Uma discussão dessas deve necessariamente ser feita por organismo multilateral. O Grande ABC tem o Consórcio Intermunicipal...
Tem de ser. Não é São Bernardo pensando em São Bernardo e Santo André pensando em Santo André. O importante é um processo de fortalecimento da economia regional. Vemos os consórcios, não o daqui, mas no mundo, interagindo bem na mobilidade entre as cidades, mas não na economia. Há disputas do eu, não do nós. Acho que tem de mudar o conceito.
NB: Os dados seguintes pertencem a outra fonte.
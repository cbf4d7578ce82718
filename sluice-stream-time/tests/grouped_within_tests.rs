// Copyright 2025 Umberto Gotti <umberto.gotti@umbertogotti.dev>
// Licensed under the Apache License, Version 2.0
// http://www.apache.org/licenses/LICENSE-2.0

use sluice_stream::prelude::*;
use sluice_stream_time::TimeOps;
use sluice_test_utils::await_within;
use std::time::Duration;

#[tokio::test]
async fn test_grouped_within_round_trip_preserves_elements() -> anyhow::Result<()> {
    // Arrange
    let materializer = Materializer::new()?;
    let source = Source::from_iter(1..=100).grouped_within(7, Duration::from_secs(5));

    // Act
    let groups = await_within(2_000, source.run_with(Sink::seq(), &materializer)?).await?;

    // Assert
    assert!(groups.iter().all(|group| !group.is_empty() && group.len() <= 7));
    assert_eq!(groups.concat(), (1..=100).collect::<Vec<_>>());
    Ok(())
}

#[tokio::test]
async fn test_full_groups_when_upstream_is_fast() -> anyhow::Result<()> {
    // Arrange
    let materializer = Materializer::new()?;
    let source = Source::from_iter(1..=6).grouped_within(3, Duration::from_secs(5));

    // Act
    let groups = await_within(2_000, source.run_with(Sink::seq(), &materializer)?).await?;

    // Assert
    assert_eq!(groups, vec![vec![1, 2, 3], vec![4, 5, 6]]);
    Ok(())
}

#[tokio::test]
async fn test_partial_group_is_flushed_by_the_timer() -> anyhow::Result<()> {
    // Arrange
    let materializer = Materializer::new()?;
    let (queue, groups) = Source::<i32>::queue(8, OverflowStrategy::Backpressure)
        .grouped_within(10, Duration::from_millis(50))
        .to_mat(Sink::queue(), Keep::both)
        .run_with(&materializer)?;

    // Act
    queue.offer(1).await;
    queue.offer(2).await;
    let first = await_within(1_000, groups.pull()).await?;
    queue.complete();
    let rest = await_within(1_000, groups.pull()).await?;

    // Assert
    assert_eq!(first, Some(vec![1, 2]));
    assert_eq!(rest, None);
    Ok(())
}

#[tokio::test]
async fn test_empty_stream_emits_no_groups() -> anyhow::Result<()> {
    // Arrange
    let materializer = Materializer::new()?;
    let source = Source::<i32>::empty().grouped_within(3, Duration::from_millis(10));

    // Act
    let groups = await_within(1_000, source.run_with(Sink::seq(), &materializer)?).await?;

    // Assert
    assert!(groups.is_empty());
    Ok(())
}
O sr. tem ideia para um outro livro?
Já comecei a esboçá-lo. Será sobre reforma administrativa. O Brasil precisa de uma. Precisa de padronização da informação, que hoje não existe. É o governo central, lá de cima, que deveria impor o modelo de padronização de informações, para que possam ser lidas de forma inteligente para criar estruturas de desenvolvimento e planejamento. Quando falo desta reforma, falo da esfera social, econômica, financeira e de ocupação de solo. Hoje não há essa padronização nacional, então cada município propõe suas políticas baseadas em critérios pessoais. No livro, vou mostrar como essa falta de padronização acarreta desperdício, falta de planejamento, falta de crescimento e falta de conhecimento de onde investir.